BACKGROUND OF THE INVENTION
Many electronic devices are designed with auxiliary power supplies that turn on when a main power supply fails. For instance, it is desirable and, in fact, standard practice to provide an on-board battery back-up power source in computers for keeping the time and date clock circuitry running when the main power source for the computer is off so that the computer always has the current date and time available. For example, in a laptop computer, a power supply detector circuit must be provided to detect when the portable laptop computer is plugged into an AC outlet. When it is plugged into an AC outlet, power to run the computer is supplied from the AC outlet. However, when the computer is unplugged, that absence of the power from the AC input terminal of the computer must be detected so that the computer can be switched over to operate from the on-board battery power supply.
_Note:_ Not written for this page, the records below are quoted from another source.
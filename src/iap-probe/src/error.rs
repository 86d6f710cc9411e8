// Copyright 2025 Google LLC
//
// Licensed under the Apache License, Version 2.0 (the "License");
// you may not use this file except in compliance with the License.
// You may obtain a copy of the License at
//
//     https://www.apache.org/licenses/LICENSE-2.0
//
// Unless required by applicable law or agreed to in writing, software
// distributed under the License is distributed on an "AS IS" BASIS,
// WITHOUT WARRANTIES OR CONDITIONS OF ANY KIND, either express or implied.
// See the License for the specific language governing permissions and
// limitations under the License.

//! The error type for IAP probes.

use reqwest::StatusCode;
use reqwest::header::HeaderMap;

/// A boxed error, used where the source type comes from a client builder.
pub type BoxError = Box<dyn std::error::Error + Send + Sync + 'static>;

/// A `Result` alias where the `Err` case is [Error].
pub type Result<T> = std::result::Result<T, Error>;

/// The failures reported by a probe.
///
/// Transport errors while talking to the protected endpoint are not part of
/// this type. Those are logged and the probe yields no response body.
#[derive(thiserror::Error, Debug)]
pub enum Error {
    /// A Google Cloud client could not be initialized.
    #[error("cannot create the {client} client")]
    ClientBuilder {
        client: &'static str,
        #[source]
        source: BoxError,
    },

    /// The Compute Engine `BackendServices.List` RPC failed.
    #[error("cannot list backend services in project {project_id}")]
    ListBackendServices {
        project_id: String,
        #[source]
        source: google_cloud_gax::error::Error,
    },

    /// The Resource Manager `Projects.GetProject` RPC failed.
    #[error("cannot get project {project_id}")]
    GetProject {
        project_id: String,
        #[source]
        source: google_cloud_gax::error::Error,
    },

    /// Resource Manager returned a name that is not `projects/{number}`.
    #[error("unexpected project name {0:?}, expected `projects/{{number}}`")]
    ProjectName(String),

    /// No backend service matched and there is no client ID to fall back on.
    #[error("no backend service name contains {filter:?} and no client ID is configured")]
    NoBackendService { filter: String },

    /// The ID token credentials could not be created.
    #[error("cannot create ID token credentials for audience {audience}")]
    Credentials {
        audience: String,
        #[source]
        source: BoxError,
    },

    /// The ID token could not be fetched.
    #[error("cannot fetch an ID token for audience {audience}")]
    IdToken {
        audience: String,
        #[source]
        source: BoxError,
    },

    /// The HTTP client could not be created.
    #[error("cannot create the HTTP client")]
    HttpClient(#[source] reqwest::Error),

    /// The endpoint rejected the identity with `403 Forbidden`.
    #[error(
        "Service account does not have permission to access the IAP-protected application."
    )]
    PermissionDenied,

    /// The endpoint returned something other than `200 OK` or `403 Forbidden`.
    #[error("Bad response from application: {status} / {headers:?} / {body:?}")]
    BadResponse {
        status: StatusCode,
        headers: HeaderMap,
        body: String,
    },
}
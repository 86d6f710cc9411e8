// Copyright 2025 Google LLC
//
// Licensed under the Apache License, Version 2.0 (the "License");
// you may not use this file except in compliance with the License.
// You may obtain a copy of the License at
//
//     https://www.apache.org/licenses/LICENSE-2.0
//
// Unless required by applicable law or agreed to in writing, software
// distributed under the License is distributed on an "AS IS" BASIS,
// WITHOUT WARRANTIES OR CONDITIONS OF ANY KIND, either express or implied.
// See the License for the specific language governing permissions and
// limitations under the License.

//! Discover the resources needed to compute IAP audiences.

use crate::audience::{matches_keyword, project_number_from_name};
use crate::error::{Error, Result};
use google_cloud_compute_v1::client::BackendServices;
use google_cloud_gax::paginator::ItemPaginator;
use google_cloud_resourcemanager_v3::client::Projects;

/// The fields of a Compute Engine backend service used by the probe.
#[derive(Clone, Debug, PartialEq, Eq)]
pub struct BackendServiceRef {
    pub id: String,
    pub name: String,
}

impl BackendServiceRef {
    pub fn new<I, N>(id: I, name: N) -> Self
    where
        I: Into<String>,
        N: Into<String>,
    {
        Self {
            id: id.into(),
            name: name.into(),
        }
    }
}

/// Lists the global backend services in a project.
#[async_trait::async_trait]
pub trait BackendServiceSource: std::fmt::Debug + Send + Sync {
    async fn list_backend_services(&self, project_id: &str) -> Result<Vec<BackendServiceRef>>;
}

/// Resolves a project ID to its project number.
#[async_trait::async_trait]
pub trait ProjectNumberSource: std::fmt::Debug + Send + Sync {
    async fn project_number(&self, project_id: &str) -> Result<String>;
}

/// The IDs of the backend services whose name contains `filter`.
pub fn matching_backend_service_ids(services: &[BackendServiceRef], filter: &str) -> Vec<String> {
    services
        .iter()
        .filter(|s| matches_keyword(&s.name, filter))
        .map(|s| s.id.clone())
        .collect()
}

/// Lists backend services with the Compute Engine API.
#[derive(Clone, Debug)]
pub struct ComputeBackendServices {
    client: BackendServices,
}

impl ComputeBackendServices {
    /// Creates a client using Application Default Credentials.
    pub async fn new() -> Result<Self> {
        let client = BackendServices::builder()
            .build()
            .await
            .map_err(|e| Error::ClientBuilder {
                client: "Compute Engine BackendServices",
                source: e.into(),
            })?;
        Ok(Self::from_client(client))
    }

    pub fn from_client(client: BackendServices) -> Self {
        Self { client }
    }
}

#[async_trait::async_trait]
impl BackendServiceSource for ComputeBackendServices {
    async fn list_backend_services(&self, project_id: &str) -> Result<Vec<BackendServiceRef>> {
        tracing::info!("listing backend services in project {project_id}");
        let mut items = self.client.list().set_project(project_id).by_item();
        let mut services = Vec::new();
        while let Some(item) = items.next().await.transpose().map_err(|source| {
            Error::ListBackendServices {
                project_id: project_id.to_string(),
                source,
            }
        })? {
            match (item.id, item.name) {
                (Some(id), Some(name)) => services.push(BackendServiceRef::new(id.to_string(), name)),
                (id, name) => {
                    tracing::debug!("skipping backend service with id={id:?}, name={name:?}")
                }
            }
        }
        Ok(services)
    }
}

/// Resolves project numbers with the Resource Manager API.
#[derive(Clone, Debug)]
pub struct ResourceManagerProjects {
    client: Projects,
}

impl ResourceManagerProjects {
    /// Creates a client using Application Default Credentials.
    pub async fn new() -> Result<Self> {
        let client = Projects::builder()
            .build()
            .await
            .map_err(|e| Error::ClientBuilder {
                client: "Resource Manager Projects",
                source: e.into(),
            })?;
        Ok(Self::from_client(client))
    }

    pub fn from_client(client: Projects) -> Self {
        Self { client }
    }
}

#[async_trait::async_trait]
impl ProjectNumberSource for ResourceManagerProjects {
    async fn project_number(&self, project_id: &str) -> Result<String> {
        let project = self
            .client
            .get_project()
            .set_name(format!("projects/{project_id}"))
            .send()
            .await
            .map_err(|source| Error::GetProject {
                project_id: project_id.to_string(),
                source,
            })?;
        tracing::debug!("{project:?}");
        project_number_from_name(&project.name)
    }
}
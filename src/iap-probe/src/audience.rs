// Copyright 2025 Google LLC
//
// Licensed under the Apache License, Version 2.0 (the "License");
// you may not use this file except in compliance with the License.
// You may obtain a copy of the License at
//
//     https://www.apache.org/licenses/LICENSE-2.0
//
// Unless required by applicable law or agreed to in writing, software
// distributed under the License is distributed on an "AS IS" BASIS,
// WITHOUT WARRANTIES OR CONDITIONS OF ANY KIND, either express or implied.
// See the License for the specific language governing permissions and
// limitations under the License.

//! Build the audiences accepted by IAP.
//!
//! IAP expects ID tokens whose `aud` claim names the backend service behind
//! the load balancer: `/projects/{project_number}/global/backendServices/{id}`.
//! The project must be identified by its number, not its ID, so resolving an
//! audience takes a Resource Manager lookup in addition to the Compute Engine
//! discovery.

use crate::error::{Error, Result};

/// Returns true if `keyword` appears in `name`, ignoring case.
pub fn matches_keyword(name: &str, keyword: &str) -> bool {
    name.to_lowercase().contains(&keyword.to_lowercase())
}

/// Extracts the project number from a Resource Manager project name.
///
/// Resource Manager always returns names in the `projects/{number}` form,
/// even when the request used the project ID.
pub fn project_number_from_name(name: &str) -> Result<String> {
    match name.split('/').collect::<Vec<_>>().as_slice() {
        ["projects", number] if !number.is_empty() && number.bytes().all(|b| b.is_ascii_digit()) => {
            Ok(number.to_string())
        }
        _ => Err(Error::ProjectName(name.to_string())),
    }
}

/// The audience for a single global backend service.
pub fn backend_service_audience(project_number: &str, service_id: &str) -> String {
    format!("/projects/{project_number}/global/backendServices/{service_id}")
}

/// The audiences for each backend service, in discovery order.
pub fn expected_audiences<S>(project_number: &str, service_ids: &[S]) -> Vec<String>
where
    S: AsRef<str>,
{
    service_ids
        .iter()
        .map(|id| backend_service_audience(project_number, id.as_ref()))
        .collect()
}

#[cfg(test)]
mod tests {
    use super::*;
    use test_case::test_case;

    #[test_case("k8s1-ns1-jupyter-80", "ns1-jupyter", true)]
    #[test_case("K8S1-NS1-JUPYTER-80", "ns1-jupyter", true)]
    #[test_case("k8s1-ns1-jupyter-80", "NS1-Jupyter", true)]
    #[test_case("k8s1-ns2-jupyter-80", "ns1-jupyter", false)]
    #[test_case("k8s1-ns1-frontend-80", "ns1-jupyter", false)]
    fn keyword(name: &str, keyword: &str, want: bool) {
        assert_eq!(matches_keyword(name, keyword), want, "{name} {keyword}");
    }

    #[test]
    fn project_number() -> anyhow::Result<()> {
        assert_eq!(project_number_from_name("projects/123456789")?, "123456789");
        Ok(())
    }

    #[test_case("")]
    #[test_case("projects/")]
    #[test_case("projects/my-project")]
    #[test_case("folders/123")]
    #[test_case("projects/123/locations/global")]
    fn bad_project_name(input: &str) {
        let got = project_number_from_name(input);
        assert!(matches!(got, Err(Error::ProjectName(ref n)) if n == input), "{got:?}");
    }

    #[test]
    fn audience() {
        assert_eq!(
            backend_service_audience("123", "456"),
            "/projects/123/global/backendServices/456"
        );
    }

    #[test]
    fn audiences_keep_order() {
        let got = expected_audiences("123", &["9", "7"]);
        assert_eq!(
            got,
            vec![
                "/projects/123/global/backendServices/9",
                "/projects/123/global/backendServices/7",
            ]
        );
        assert!(expected_audiences::<&str>("123", &[]).is_empty());
    }
}
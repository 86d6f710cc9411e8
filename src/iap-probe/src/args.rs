// Copyright 2025 Google LLC
//
// Licensed under the Apache License, Version 2.0 (the "License");
// you may not use this file except in compliance with the License.
// You may obtain a copy of the License at
//
//     https://www.apache.org/licenses/LICENSE-2.0
//
// Unless required by applicable law or agreed to in writing, software
// distributed under the License is distributed on an "AS IS" BASIS,
// WITHOUT WARRANTIES OR CONDITIONS OF ANY KIND, either express or implied.
// See the License for the specific language governing permissions and
// limitations under the License.

use iap_probe::request::parse_method;
use iap_probe::{Service, Target};
use anyhow::bail;
use clap::Parser;
use humantime::parse_duration;
use reqwest::Method;
use std::time::Duration;

/// Configuration for a probe run.
///
/// The positional arguments keep the order used by the deployment scripts.
#[derive(Clone, Debug, Parser)]
#[command(version, about, long_about = crate::DESCRIPTION)]
pub struct Args {
    /// URL of the frontend service.
    pub frontend_url: String,

    /// OAuth client ID for the frontend service.
    pub frontend_client_id: String,

    /// URL of the Jupyter service.
    pub jupyter_url: String,

    /// OAuth client ID for the Jupyter service.
    pub jupyter_client_id: String,

    /// URL of the Ray dashboard.
    pub ray_dashboard_url: String,

    /// OAuth client ID for the Ray dashboard.
    pub ray_dashboard_client_id: String,

    /// The Google Cloud project ID.
    pub project_id: String,

    /// Namespace for the backend services.
    ///
    /// Only backend services whose name contains `{namespace}-{service}`
    /// are used to build the audience.
    pub namespace: String,

    /// The timeout for each request to the protected endpoints.
    #[arg(long, value_parser = parse_duration, default_value = "90s")]
    pub timeout: Duration,

    /// The HTTP method used for the requests.
    #[arg(long, value_parser = parse_method, default_value = "GET")]
    pub method: Method,

    /// Only check these services. By default all services are checked.
    #[arg(long, value_enum)]
    pub only: Vec<Service>,
}

impl Args {
    /// Validates the arguments after parsing.
    pub fn validate(&self) -> anyhow::Result<()> {
        if self.project_id.trim().is_empty() {
            bail!("the project id must be non-empty")
        }
        if self.namespace.trim().is_empty() {
            bail!("the namespace must be non-empty")
        }
        if self.timeout.is_zero() {
            bail!("invalid timeout, must be greater than zero")
        }
        for target in self.targets() {
            let url = match url::Url::parse(&target.url) {
                Ok(u) => u,
                Err(e) => bail!("invalid URL for {}: {:?}: {e}", target.service, target.url),
            };
            if !matches!(url.scheme(), "http" | "https") {
                bail!(
                    "invalid URL for {}: {:?}, the scheme must be http or https",
                    target.service,
                    target.url
                )
            }
        }
        Ok(())
    }

    /// The endpoints to check, in the order they are checked.
    pub fn targets(&self) -> Vec<Target> {
        Service::ALL
            .into_iter()
            .filter(|s| self.only.is_empty() || self.only.contains(s))
            .map(|s| match s {
                Service::Frontend => Target::new(s, &self.frontend_url, &self.frontend_client_id),
                Service::Jupyter => Target::new(s, &self.jupyter_url, &self.jupyter_client_id),
                Service::RayDashboard => {
                    Target::new(s, &self.ray_dashboard_url, &self.ray_dashboard_client_id)
                }
            })
            .collect()
    }
}
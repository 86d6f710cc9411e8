// Copyright 2025 Google LLC
//
// Licensed under the Apache License, Version 2.0 (the "License");
// you may not use this file except in compliance with the License.
// You may obtain a copy of the License at
//
//     https://www.apache.org/licenses/LICENSE-2.0
//
// Unless required by applicable law or agreed to in writing, software
// distributed under the License is distributed on an "AS IS" BASIS,
// WITHOUT WARRANTIES OR CONDITIONS OF ANY KIND, either express or implied.
// See the License for the specific language governing permissions and
// limitations under the License.

//! The IAP-protected services checked by the probe.

/// One of the services deployed behind IAP.
#[derive(Clone, Copy, Debug, PartialEq, Eq, Hash, PartialOrd, Ord, clap::ValueEnum)]
pub enum Service {
    Frontend,
    Jupyter,
    RayDashboard,
}

impl Service {
    /// The services in the order they are checked.
    pub const ALL: [Service; 3] = [Service::Jupyter, Service::Frontend, Service::RayDashboard];

    /// The keyword identifying the service in backend service names.
    pub fn keyword(&self) -> &'static str {
        match self {
            Self::Frontend => "frontend",
            Self::Jupyter => "jupyter",
            Self::RayDashboard => "ray-dashboard",
        }
    }

    /// The substring searched for in the backend service names.
    ///
    /// Backend services created for a deployment are named after the
    /// namespace and the service, for example `k8s-be-ns1-jupyter-8a3b`.
    pub fn backend_filter(&self, namespace: &str) -> String {
        format!("{namespace}-{}", self.keyword())
    }
}

impl std::fmt::Display for Service {
    fn fmt(&self, f: &mut std::fmt::Formatter<'_>) -> std::fmt::Result {
        f.write_str(self.keyword())
    }
}

/// A protected endpoint and the OAuth client guarding it.
#[derive(Clone, Debug, PartialEq)]
pub struct Target {
    pub service: Service,
    pub url: String,
    pub client_id: String,
}

impl Target {
    pub fn new<U, C>(service: Service, url: U, client_id: C) -> Self
    where
        U: Into<String>,
        C: Into<String>,
    {
        Self {
            service,
            url: url.into(),
            client_id: client_id.into(),
        }
    }
}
In general, the power loss detector circuits of the prior art comprise a comparator for comparing the voltage supplied by the main power supply to the voltage supplied by the auxiliary (e.g., battery) power supply. The voltage provided by the main power supply and the voltage provided by the battery are provided to the two inputs of a comparator through respective voltage dividers. The voltage dividers are ratioed so that the comparator output switches states when the main power supply drops below a predetermined threshold. For instance, in a notebook computer, the 120V AC power available from an outlet is converted to 3.3V DC which is used to power all the circuits in the computer. The battery, on the other hand, may be regulated to provide 3V of power. The resistor dividers corresponding to the main power and the auxiliary power may be ratioed such that the comparator output will switch states when the main power supply drops below 2.8V. The output of the comparator is then used as a main power supply loss indicator signal. When that signal switches state, indicating that the main power supply has dropped below 2.8V, a power supply switching circuit switches to auxiliary power.
U.S. Pat. No. 5,457,414 entitled Power Supply Loss Sensor discloses another power loss detector circuit. In the circuit disclosed in that patent, ring oscillators and other digital circuitry are used in the scheme for detecting power loss.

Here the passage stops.